About this exercise: Lines of the records that hold the word "true" are to be counted; give the number and nothing more.

The data:

++++++++

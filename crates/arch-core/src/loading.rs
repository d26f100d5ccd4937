//! Scanning → ready transition.
//!
//! The machine owns a single one-shot timer armed by `start()`. Time only
//! moves when the host calls `advance(dt)`, so tests drive it with simulated
//! durations. `dispose()` disarms the timer for good.

use crate::constants::{OVERLAY_FADE, SCAN_DELAY};
use crate::error::{Result, ViewerError};
use std::time::Duration;

#[derive(Clone, Copy, Debug, PartialEq, Eq)]
pub enum LoadingState {
    Scanning,
    Ready,
}

#[derive(Clone, Copy, Debug, PartialEq, Eq)]
pub struct LoadingConfig {
    pub delay: Duration,
    pub fade: Duration,
}

impl Default for LoadingConfig {
    fn default() -> Self {
        Self {
            delay: SCAN_DELAY,
            fade: OVERLAY_FADE,
        }
    }
}

impl LoadingConfig {
    pub fn validate(&self) -> Result<()> {
        if self.delay.is_zero() {
            return Err(ViewerError::InvalidConfig(
                "scan delay must be non-zero".to_string(),
            ));
        }
        Ok(())
    }
}

#[derive(Clone, Copy, Debug, PartialEq, Eq)]
struct OneShot {
    remaining: Duration,
}

#[derive(Clone, Debug)]
pub struct LoadingStateMachine {
    config: LoadingConfig,
    state: LoadingState,
    timer: Option<OneShot>,
    started: bool,
    disposed: bool,
    since_ready: Duration,
}

impl LoadingStateMachine {
    pub fn new(config: LoadingConfig) -> Result<Self> {
        config.validate()?;
        Ok(Self {
            config,
            state: LoadingState::Scanning,
            timer: None,
            started: false,
            disposed: false,
            since_ready: Duration::ZERO,
        })
    }

    pub fn state(&self) -> LoadingState {
        self.state
    }

    pub fn is_loading(&self) -> bool {
        self.state == LoadingState::Scanning
    }

    pub fn is_disposed(&self) -> bool {
        self.disposed
    }

    pub fn has_pending_timer(&self) -> bool {
        self.timer.is_some()
    }

    /// Arm the scan timer. Only the first call on a live machine has an effect.
    pub fn start(&mut self) {
        if self.disposed {
            log::warn!("[loading] start ignored: machine already disposed");
            return;
        }
        if self.started {
            return;
        }
        self.started = true;
        self.state = LoadingState::Scanning;
        self.timer = Some(OneShot {
            remaining: self.config.delay,
        });
        log::debug!("[loading] scanning for {:?}", self.config.delay);
    }

    /// Feed elapsed time. Returns `Some(Ready)` on the single tick the timer fires.
    pub fn advance(&mut self, dt: Duration) -> Option<LoadingState> {
        if self.disposed {
            return None;
        }
        match self.timer.as_mut() {
            Some(timer) => {
                if dt < timer.remaining {
                    timer.remaining -= dt;
                    return None;
                }
                let overshoot = dt - timer.remaining;
                self.timer = None;
                self.state = LoadingState::Ready;
                self.since_ready = overshoot;
                log::info!("[loading] scan complete, viewer ready");
                Some(LoadingState::Ready)
            }
            None => {
                if self.state == LoadingState::Ready {
                    self.since_ready = self.since_ready.saturating_add(dt);
                }
                None
            }
        }
    }

    /// Cancel the pending timer; the state is frozen from here on.
    pub fn dispose(&mut self) {
        if self.disposed {
            return;
        }
        if self.timer.take().is_some() {
            log::debug!("[loading] pending scan timer cancelled");
        }
        self.disposed = true;
    }

    /// Opacity of the scanning overlay: 1 while scanning, then a linear fade to 0.
    pub fn overlay_opacity(&self) -> f32 {
        match self.state {
            LoadingState::Scanning => 1.0,
            LoadingState::Ready if self.config.fade.is_zero() => 0.0,
            LoadingState::Ready => {
                let t = self.since_ready.as_secs_f32() / self.config.fade.as_secs_f32();
                (1.0 - t).clamp(0.0, 1.0)
            }
        }
    }

    pub fn overlay_visible(&self) -> bool {
        self.overlay_opacity() > 0.0
    }

    pub fn auto_rotate_enabled(&self) -> bool {
        self.state == LoadingState::Ready && !self.disposed
    }
}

++++++++

Answer to this task: 2